Problem to solve –
The reply should consist of every entry, repeated exactly.

Available data –
= = = =
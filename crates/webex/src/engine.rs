use std::sync::Arc;

use relay_core::{MembershipOutcome, MessageOutcome};
use serde_json::Value;
use tracing::{info, warn};

use crate::broadcast::BroadcastService;
use crate::events::{
    DispatchError, EventContext, EventDispatcher, EventHandlerError, HandlerResult,
    MembershipEventHandler, MessageEventHandler, PlatformEventType, WebhookEnvelope,
};
use crate::membership::MembershipService;
use crate::platform::ChatPlatform;
use crate::settings::RelaySettings;

/// Builds the dispatcher with the message and membership handlers wired to `platform`.
pub fn default_dispatcher(
    platform: Arc<dyn ChatPlatform>,
    settings: Arc<RelaySettings>,
) -> EventDispatcher {
    let mut dispatcher = EventDispatcher::new();
    dispatcher.register(MessageEventHandler::new(BroadcastService::new(
        Arc::clone(&platform),
        Arc::clone(&settings),
    )));
    dispatcher.register(MembershipEventHandler::new(MembershipService::new(platform, settings)));
    dispatcher
}

/// Entry points the HTTP transport calls with raw webhook notifications.
pub struct RelayEngine {
    dispatcher: EventDispatcher,
}

impl RelayEngine {
    pub fn new(platform: Arc<dyn ChatPlatform>, settings: Arc<RelaySettings>) -> Self {
        Self { dispatcher: default_dispatcher(platform, settings) }
    }

    pub async fn handle_event(
        &self,
        raw: &Value,
        ctx: &EventContext,
    ) -> Result<HandlerResult, DispatchError> {
        let envelope = parse(raw, ctx)?;
        self.dispatch(&envelope, ctx).await
    }

    pub async fn handle_message_event(
        &self,
        raw: &Value,
        ctx: &EventContext,
    ) -> Result<MessageOutcome, DispatchError> {
        let envelope = expect_type(parse(raw, ctx)?, PlatformEventType::Message)?;
        match self.dispatch(&envelope, ctx).await? {
            HandlerResult::Message(outcome) => Ok(outcome),
            _ => Err(unexpected(PlatformEventType::Message, PlatformEventType::Unsupported)),
        }
    }

    pub async fn handle_membership_event(
        &self,
        raw: &Value,
        ctx: &EventContext,
    ) -> Result<MembershipOutcome, DispatchError> {
        let envelope = expect_type(parse(raw, ctx)?, PlatformEventType::Membership)?;
        match self.dispatch(&envelope, ctx).await? {
            HandlerResult::Membership(outcome) => Ok(outcome),
            _ => Err(unexpected(PlatformEventType::Membership, PlatformEventType::Unsupported)),
        }
    }

    async fn dispatch(
        &self,
        envelope: &WebhookEnvelope,
        ctx: &EventContext,
    ) -> Result<HandlerResult, DispatchError> {
        info!(
            event_name = "ingress.webhook.received",
            correlation_id = %ctx.correlation_id,
            webhook_id = %envelope.webhook_id,
            event_type = envelope.event.event_type().as_str(),
            "received webhook notification"
        );

        let result = self.dispatcher.dispatch(envelope, ctx).await;
        match &result {
            Ok(HandlerResult::Ignored) => info!(
                event_name = "ingress.webhook.ignored",
                correlation_id = %ctx.correlation_id,
                "no handler for webhook notification"
            ),
            Ok(_) => info!(
                event_name = "ingress.webhook.handled",
                correlation_id = %ctx.correlation_id,
                "webhook notification handled"
            ),
            Err(error) => warn!(
                event_name = "ingress.webhook.failed",
                correlation_id = %ctx.correlation_id,
                error = %error,
                "webhook notification failed"
            ),
        }
        result
    }
}

fn parse(raw: &Value, ctx: &EventContext) -> Result<WebhookEnvelope, DispatchError> {
    WebhookEnvelope::parse(raw).map_err(|error| {
        warn!(
            event_name = "ingress.webhook.malformed",
            correlation_id = %ctx.correlation_id,
            error = %error,
            "rejecting malformed webhook notification"
        );
        DispatchError::from(error)
    })
}

fn expect_type(
    envelope: WebhookEnvelope,
    expected: PlatformEventType,
) -> Result<WebhookEnvelope, DispatchError> {
    let actual = envelope.event.event_type();
    if actual == expected {
        Ok(envelope)
    } else {
        Err(unexpected(expected, actual))
    }
}

fn unexpected(expected: PlatformEventType, actual: PlatformEventType) -> DispatchError {
    DispatchError::from(EventHandlerError::UnexpectedEvent {
        expected: expected.as_str(),
        actual: actual.as_str(),
    })
}
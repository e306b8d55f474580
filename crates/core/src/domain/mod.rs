pub mod conversation;
pub mod identity;
pub mod message;

pub use conversation::{Conversation, ConversationId, ConversationKind, ModerationMode};
pub use identity::{Identity, OrgId, PersonId};
pub use message::{Attachment, InboundMessage, MessageId};
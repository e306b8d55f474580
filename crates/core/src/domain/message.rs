use serde::{Deserialize, Serialize};

use crate::domain::conversation::Conversation;
use crate::domain::identity::Identity;

#[derive(Clone, Debug, PartialEq, Eq, Hash, Serialize, Deserialize)]
pub struct MessageId(pub String);

/// A file fetched from the origin conversation. The bytes are carried as-is
/// and never rewritten on the way to a destination.
#[derive(Clone, Debug, PartialEq, Eq, Serialize, Deserialize)]
pub struct Attachment {
    pub file_name: String,
    pub mime_type: String,
    pub content: Vec<u8>,
}

impl Attachment {
    pub fn new(
        file_name: impl Into<String>,
        mime_type: impl Into<String>,
        content: impl Into<Vec<u8>>,
    ) -> Self {
        Self { file_name: file_name.into(), mime_type: mime_type.into(), content: content.into() }
    }

    /// Media type without parameters, lowercased.
    /// `Application/JSON; charset=utf-8` becomes `application/json`.
    pub fn essence(&self) -> String {
        self.mime_type.split(';').next().unwrap_or_default().trim().to_ascii_lowercase()
    }
}

#[derive(Clone, Debug, PartialEq, Eq, Serialize, Deserialize)]
pub struct InboundMessage {
    pub id: MessageId,
    pub author: Identity,
    pub origin: Conversation,
    pub text: String,
    pub attachments: Vec<Attachment>,
}

#[cfg(test)]
mod tests {
    use super::Attachment;

    #[test]
    fn essence_drops_parameters_and_case() {
        let attachment =
            Attachment::new("form.json", "Application/JSON; charset=utf-8", b"{}".to_vec());
        assert_eq!(attachment.essence(), "application/json");
    }
}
= = = =
Solution below –
filename crates/webex/src/engine.rs
use std::sync::Arc;

use relay_core::{MembershipOutcome, MessageOutcome};
use serde_json::Value;
use tracing::{info, warn};

use crate::broadcast::BroadcastService;
use crate::events::{
    DispatchError, EventContext, EventDispatcher, EventHandlerError, HandlerResult,
    MembershipEventHandler, MessageEventHandler, PlatformEventType, WebhookEnvelope,
};
use crate::membership::MembershipService;
use crate::platform::ChatPlatform;
use crate::settings::RelaySettings;

/// Builds the dispatcher with the message and membership handlers wired to `platform`.
pub fn default_dispatcher(
    platform: Arc<dyn ChatPlatform>,
    settings: Arc<RelaySettings>,
) -> EventDispatcher {
    let mut dispatcher = EventDispatcher::new();
    dispatcher.register(MessageEventHandler::new(BroadcastService::new(
        Arc::clone(&platform),
        Arc::clone(&settings),
    )));
    dispatcher.register(MembershipEventHandler::new(MembershipService::new(platform, settings)));
    dispatcher
}

/// Entry points the HTTP transport calls with raw webhook notifications.
pub struct RelayEngine {
    dispatcher: EventDispatcher,
}

impl RelayEngine {
    pub fn new(platform: Arc<dyn ChatPlatform>, settings: Arc<RelaySettings>) -> Self {
        Self { dispatcher: default_dispatcher(platform, settings) }
    }

    pub async fn handle_event(
        &self,
        raw: &Value,
        ctx: &EventContext,
    ) -> Result<HandlerResult, DispatchError> {
        let envelope = parse(raw, ctx)?;
        self.dispatch(&envelope, ctx).await
    }

    pub async fn handle_message_event(
        &self,
        raw: &Value,
        ctx: &EventContext,
    ) -> Result<MessageOutcome, DispatchError> {
        let envelope = expect_type(parse(raw, ctx)?, PlatformEventType::Message)?;
        match self.dispatch(&envelope, ctx).await? {
            HandlerResult::Message(outcome) => Ok(outcome),
            _ => Err(unexpected(PlatformEventType::Message, PlatformEventType::Unsupported)),
        }
    }

    pub async fn handle_membership_event(
        &self,
        raw: &Value,
        ctx: &EventContext,
    ) -> Result<MembershipOutcome, DispatchError> {
        let envelope = expect_type(parse(raw, ctx)?, PlatformEventType::Membership)?;
        match self.dispatch(&envelope, ctx).await? {
            HandlerResult::Membership(outcome) => Ok(outcome),
            _ => Err(unexpected(PlatformEventType::Membership, PlatformEventType::Unsupported)),
        }
    }

    async fn dispatch(
        &self,
        envelope: &WebhookEnvelope,
        ctx: &EventContext,
    ) -> Result<HandlerResult, DispatchError> {
        info!(
            event_name = "ingress.webhook.received",
            correlation_id = %ctx.correlation_id,
            webhook_id = %envelope.webhook_id,
            event_type = envelope.event.event_type().as_str(),
            "received webhook notification"
        );

        let result = self.dispatcher.dispatch(envelope, ctx).await;
        match &result {
            Ok(HandlerResult::Ignored) => info!(
                event_name = "ingress.webhook.ignored",
                correlation_id = %ctx.correlation_id,
                "no handler for webhook notification"
            ),
            Ok(_) => info!(
                event_name = "ingress.webhook.handled",
                correlation_id = %ctx.correlation_id,
                "webhook notification handled"
            ),
            Err(error) => warn!(
                event_name = "ingress.webhook.failed",
                correlation_id = %ctx.correlation_id,
                error = %error,
                "webhook notification failed"
            ),
        }
        result
    }
}

fn parse(raw: &Value, ctx: &EventContext) -> Result<WebhookEnvelope, DispatchError> {
    WebhookEnvelope::parse(raw).map_err(|error| {
        warn!(
            event_name = "ingress.webhook.malformed",
            correlation_id = %ctx.correlation_id,
            error = %error,
            "rejecting malformed webhook notification"
        );
        DispatchError::from(error)
    })
}

fn expect_type(
    envelope: WebhookEnvelope,
    expected: PlatformEventType,
) -> Result<WebhookEnvelope, DispatchError> {
    let actual = envelope.event.event_type();
    if actual == expected {
        Ok(envelope)
    } else {
        Err(unexpected(expected, actual))
    }
}

fn unexpected(expected: PlatformEventType, actual: PlatformEventType) -> DispatchError {
    DispatchError::from(EventHandlerError::UnexpectedEvent {
        expected: expected.as_str(),
        actual: actual.as_str(),
    })
}
repository e306b8d55f474580
filename crates/core/src/domain/mod.rs
pub mod conversation;
pub mod identity;
pub mod message;

pub use conversation::{Conversation, ConversationId, ConversationKind, ModerationMode};
pub use identity::{Identity, OrgId, PersonId};
pub use message::{Attachment, InboundMessage, MessageId};
repository e306b8d55f474580
filename crates/core/src/domain/message.rs
use serde::{Deserialize, Serialize};

use crate::domain::conversation::Conversation;
use crate::domain::identity::Identity;

#[derive(Clone, Debug, PartialEq, Eq, Hash, Serialize, Deserialize)]
pub struct MessageId(pub String);

/// A file fetched from the origin conversation. The bytes are carried as-is
/// and never rewritten on the way to a destination.
#[derive(Clone, Debug, PartialEq, Eq, Serialize, Deserialize)]
pub struct Attachment {
    pub file_name: String,
    pub mime_type: String,
    pub content: Vec<u8>,
}

impl Attachment {
    pub fn new(
        file_name: impl Into<String>,
        mime_type: impl Into<String>,
        content: impl Into<Vec<u8>>,
    ) -> Self {
        Self { file_name: file_name.into(), mime_type: mime_type.into(), content: content.into() }
    }

    /// Media type without parameters, lowercased.
    /// `Application/JSON; charset=utf-8` becomes `application/json`.
    pub fn essence(&self) -> String {
        self.mime_type.split(';').next().unwrap_or_default().trim().to_ascii_lowercase()
    }
}

#[derive(Clone, Debug, PartialEq, Eq, Serialize, Deserialize)]
pub struct InboundMessage {
    pub id: MessageId,
    pub author: Identity,
    pub origin: Conversation,
    pub text: String,
    pub attachments: Vec<Attachment>,
}

#[cfg(test)]
mod tests {
    use super::Attachment;

    #[test]
    fn essence_drops_parameters_and_case() {
        let attachment =
            Attachment::new("form.json", "Application/JSON; charset=utf-8", b"{}".to_vec());
        assert_eq!(attachment.essence(), "application/json");
    }
}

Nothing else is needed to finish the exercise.